• _Brief_
Every line below that has the word "before" counts once; report how many lines that makes, with no other words.
======== Data extract
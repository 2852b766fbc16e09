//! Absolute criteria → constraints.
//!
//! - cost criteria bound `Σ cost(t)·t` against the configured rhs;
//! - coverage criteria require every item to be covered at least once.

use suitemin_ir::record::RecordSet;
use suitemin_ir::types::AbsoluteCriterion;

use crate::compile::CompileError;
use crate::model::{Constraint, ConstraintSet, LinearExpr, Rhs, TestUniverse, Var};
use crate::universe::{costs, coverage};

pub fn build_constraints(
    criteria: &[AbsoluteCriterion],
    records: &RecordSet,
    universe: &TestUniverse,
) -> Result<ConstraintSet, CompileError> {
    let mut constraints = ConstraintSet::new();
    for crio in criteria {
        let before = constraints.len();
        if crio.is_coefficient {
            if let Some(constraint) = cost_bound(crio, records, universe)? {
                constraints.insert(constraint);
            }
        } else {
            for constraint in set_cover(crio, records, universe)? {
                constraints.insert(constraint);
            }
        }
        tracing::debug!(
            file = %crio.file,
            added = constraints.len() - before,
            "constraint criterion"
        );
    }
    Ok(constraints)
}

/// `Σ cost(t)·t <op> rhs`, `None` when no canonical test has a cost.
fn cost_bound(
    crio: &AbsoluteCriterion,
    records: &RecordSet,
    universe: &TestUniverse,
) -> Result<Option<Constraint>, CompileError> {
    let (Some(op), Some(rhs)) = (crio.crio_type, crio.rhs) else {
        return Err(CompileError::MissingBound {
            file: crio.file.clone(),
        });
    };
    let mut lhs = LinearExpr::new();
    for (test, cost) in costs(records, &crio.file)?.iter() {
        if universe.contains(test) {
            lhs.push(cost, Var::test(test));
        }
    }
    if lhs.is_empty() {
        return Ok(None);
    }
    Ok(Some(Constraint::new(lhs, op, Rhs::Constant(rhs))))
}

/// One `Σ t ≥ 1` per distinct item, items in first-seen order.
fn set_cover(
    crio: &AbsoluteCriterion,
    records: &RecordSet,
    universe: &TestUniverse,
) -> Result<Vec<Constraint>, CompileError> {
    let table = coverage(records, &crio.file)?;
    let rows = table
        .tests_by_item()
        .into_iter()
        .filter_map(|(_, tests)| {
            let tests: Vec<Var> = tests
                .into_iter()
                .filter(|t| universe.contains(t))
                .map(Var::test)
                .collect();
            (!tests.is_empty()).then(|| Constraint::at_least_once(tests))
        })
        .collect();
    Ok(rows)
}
================
======== Data extract
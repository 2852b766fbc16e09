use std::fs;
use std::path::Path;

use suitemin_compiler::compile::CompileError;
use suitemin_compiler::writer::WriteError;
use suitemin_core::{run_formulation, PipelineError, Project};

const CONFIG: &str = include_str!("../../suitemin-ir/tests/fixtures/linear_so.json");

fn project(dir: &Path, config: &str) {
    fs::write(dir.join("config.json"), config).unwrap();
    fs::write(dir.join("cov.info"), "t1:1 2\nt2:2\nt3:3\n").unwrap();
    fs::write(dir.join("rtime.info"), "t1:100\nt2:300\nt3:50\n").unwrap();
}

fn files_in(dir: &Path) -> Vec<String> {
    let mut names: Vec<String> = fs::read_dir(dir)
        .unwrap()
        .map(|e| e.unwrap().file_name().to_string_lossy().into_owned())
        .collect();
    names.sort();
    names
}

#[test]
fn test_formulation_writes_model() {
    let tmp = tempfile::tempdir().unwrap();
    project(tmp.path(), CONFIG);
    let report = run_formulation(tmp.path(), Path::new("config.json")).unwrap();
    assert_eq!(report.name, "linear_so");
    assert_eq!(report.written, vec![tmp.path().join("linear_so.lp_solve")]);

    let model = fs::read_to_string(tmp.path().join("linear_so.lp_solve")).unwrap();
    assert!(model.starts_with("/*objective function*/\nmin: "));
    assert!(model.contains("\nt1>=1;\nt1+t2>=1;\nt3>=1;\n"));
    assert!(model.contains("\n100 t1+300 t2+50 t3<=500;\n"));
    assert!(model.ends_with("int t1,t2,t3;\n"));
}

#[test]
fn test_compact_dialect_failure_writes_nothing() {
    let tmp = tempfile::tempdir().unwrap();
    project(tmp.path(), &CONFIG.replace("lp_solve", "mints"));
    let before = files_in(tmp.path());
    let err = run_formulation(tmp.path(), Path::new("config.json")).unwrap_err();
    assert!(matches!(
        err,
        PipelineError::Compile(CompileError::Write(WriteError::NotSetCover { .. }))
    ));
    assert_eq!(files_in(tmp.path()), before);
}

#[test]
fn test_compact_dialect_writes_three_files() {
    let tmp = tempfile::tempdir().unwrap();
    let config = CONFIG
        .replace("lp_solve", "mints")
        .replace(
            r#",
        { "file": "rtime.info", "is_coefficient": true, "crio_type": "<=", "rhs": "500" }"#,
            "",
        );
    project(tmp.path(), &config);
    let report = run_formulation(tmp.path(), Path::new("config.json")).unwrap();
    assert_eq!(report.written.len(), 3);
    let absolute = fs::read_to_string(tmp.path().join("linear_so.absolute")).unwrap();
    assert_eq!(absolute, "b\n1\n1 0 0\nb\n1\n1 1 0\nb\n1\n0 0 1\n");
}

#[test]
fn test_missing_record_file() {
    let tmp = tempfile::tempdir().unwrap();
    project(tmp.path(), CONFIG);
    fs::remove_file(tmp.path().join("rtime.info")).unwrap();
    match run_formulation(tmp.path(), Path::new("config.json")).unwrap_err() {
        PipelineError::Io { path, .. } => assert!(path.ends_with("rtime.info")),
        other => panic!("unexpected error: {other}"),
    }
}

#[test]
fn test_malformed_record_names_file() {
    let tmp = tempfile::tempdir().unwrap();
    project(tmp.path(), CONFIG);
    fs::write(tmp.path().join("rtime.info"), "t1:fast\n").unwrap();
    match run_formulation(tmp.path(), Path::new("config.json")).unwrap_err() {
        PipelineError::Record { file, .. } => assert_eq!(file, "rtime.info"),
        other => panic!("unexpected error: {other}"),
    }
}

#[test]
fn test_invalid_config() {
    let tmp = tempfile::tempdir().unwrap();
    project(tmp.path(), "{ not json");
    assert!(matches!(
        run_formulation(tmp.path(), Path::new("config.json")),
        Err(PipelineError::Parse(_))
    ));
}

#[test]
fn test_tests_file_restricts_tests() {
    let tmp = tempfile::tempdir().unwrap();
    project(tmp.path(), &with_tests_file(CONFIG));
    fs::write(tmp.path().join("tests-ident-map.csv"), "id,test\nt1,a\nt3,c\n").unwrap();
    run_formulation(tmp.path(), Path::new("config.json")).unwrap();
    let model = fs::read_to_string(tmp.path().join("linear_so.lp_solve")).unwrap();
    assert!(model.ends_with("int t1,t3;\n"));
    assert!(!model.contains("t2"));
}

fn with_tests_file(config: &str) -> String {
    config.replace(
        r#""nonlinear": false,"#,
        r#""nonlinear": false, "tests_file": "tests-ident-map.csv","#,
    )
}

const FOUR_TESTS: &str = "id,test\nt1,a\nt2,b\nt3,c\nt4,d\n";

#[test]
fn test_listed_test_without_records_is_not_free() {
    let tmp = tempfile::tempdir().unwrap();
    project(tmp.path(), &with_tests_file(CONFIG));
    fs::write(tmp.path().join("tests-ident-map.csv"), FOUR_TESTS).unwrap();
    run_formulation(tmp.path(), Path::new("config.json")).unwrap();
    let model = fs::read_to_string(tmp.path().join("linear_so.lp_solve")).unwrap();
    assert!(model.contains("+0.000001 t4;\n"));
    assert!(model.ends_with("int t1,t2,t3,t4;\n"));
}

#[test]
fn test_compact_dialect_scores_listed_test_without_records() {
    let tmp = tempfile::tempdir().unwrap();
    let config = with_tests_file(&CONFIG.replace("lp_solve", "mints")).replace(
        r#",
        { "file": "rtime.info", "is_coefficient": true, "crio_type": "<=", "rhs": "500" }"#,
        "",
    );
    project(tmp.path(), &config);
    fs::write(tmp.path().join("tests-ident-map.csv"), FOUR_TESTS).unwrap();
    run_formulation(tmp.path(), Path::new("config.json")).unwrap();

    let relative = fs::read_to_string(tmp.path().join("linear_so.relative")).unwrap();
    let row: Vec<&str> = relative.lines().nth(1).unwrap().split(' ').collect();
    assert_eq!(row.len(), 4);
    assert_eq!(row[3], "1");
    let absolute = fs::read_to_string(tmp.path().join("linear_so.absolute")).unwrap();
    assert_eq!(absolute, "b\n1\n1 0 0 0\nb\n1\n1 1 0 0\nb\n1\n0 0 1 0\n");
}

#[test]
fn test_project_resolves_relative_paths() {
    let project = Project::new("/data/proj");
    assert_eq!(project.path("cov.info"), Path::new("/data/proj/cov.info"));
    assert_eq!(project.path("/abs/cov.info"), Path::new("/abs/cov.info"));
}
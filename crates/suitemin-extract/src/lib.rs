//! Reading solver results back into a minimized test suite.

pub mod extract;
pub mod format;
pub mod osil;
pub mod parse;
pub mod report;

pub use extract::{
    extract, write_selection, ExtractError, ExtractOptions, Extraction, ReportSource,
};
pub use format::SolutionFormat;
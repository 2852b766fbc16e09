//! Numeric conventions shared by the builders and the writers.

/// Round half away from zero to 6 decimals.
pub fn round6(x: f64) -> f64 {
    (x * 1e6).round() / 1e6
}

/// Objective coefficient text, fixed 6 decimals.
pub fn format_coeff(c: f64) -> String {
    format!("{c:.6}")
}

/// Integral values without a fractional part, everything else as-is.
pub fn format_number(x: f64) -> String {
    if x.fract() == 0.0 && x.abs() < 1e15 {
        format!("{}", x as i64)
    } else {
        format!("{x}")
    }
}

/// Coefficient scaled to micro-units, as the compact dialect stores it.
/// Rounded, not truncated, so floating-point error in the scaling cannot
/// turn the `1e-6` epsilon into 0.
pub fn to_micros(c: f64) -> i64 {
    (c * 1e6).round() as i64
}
================
• _Solution to the problem_
4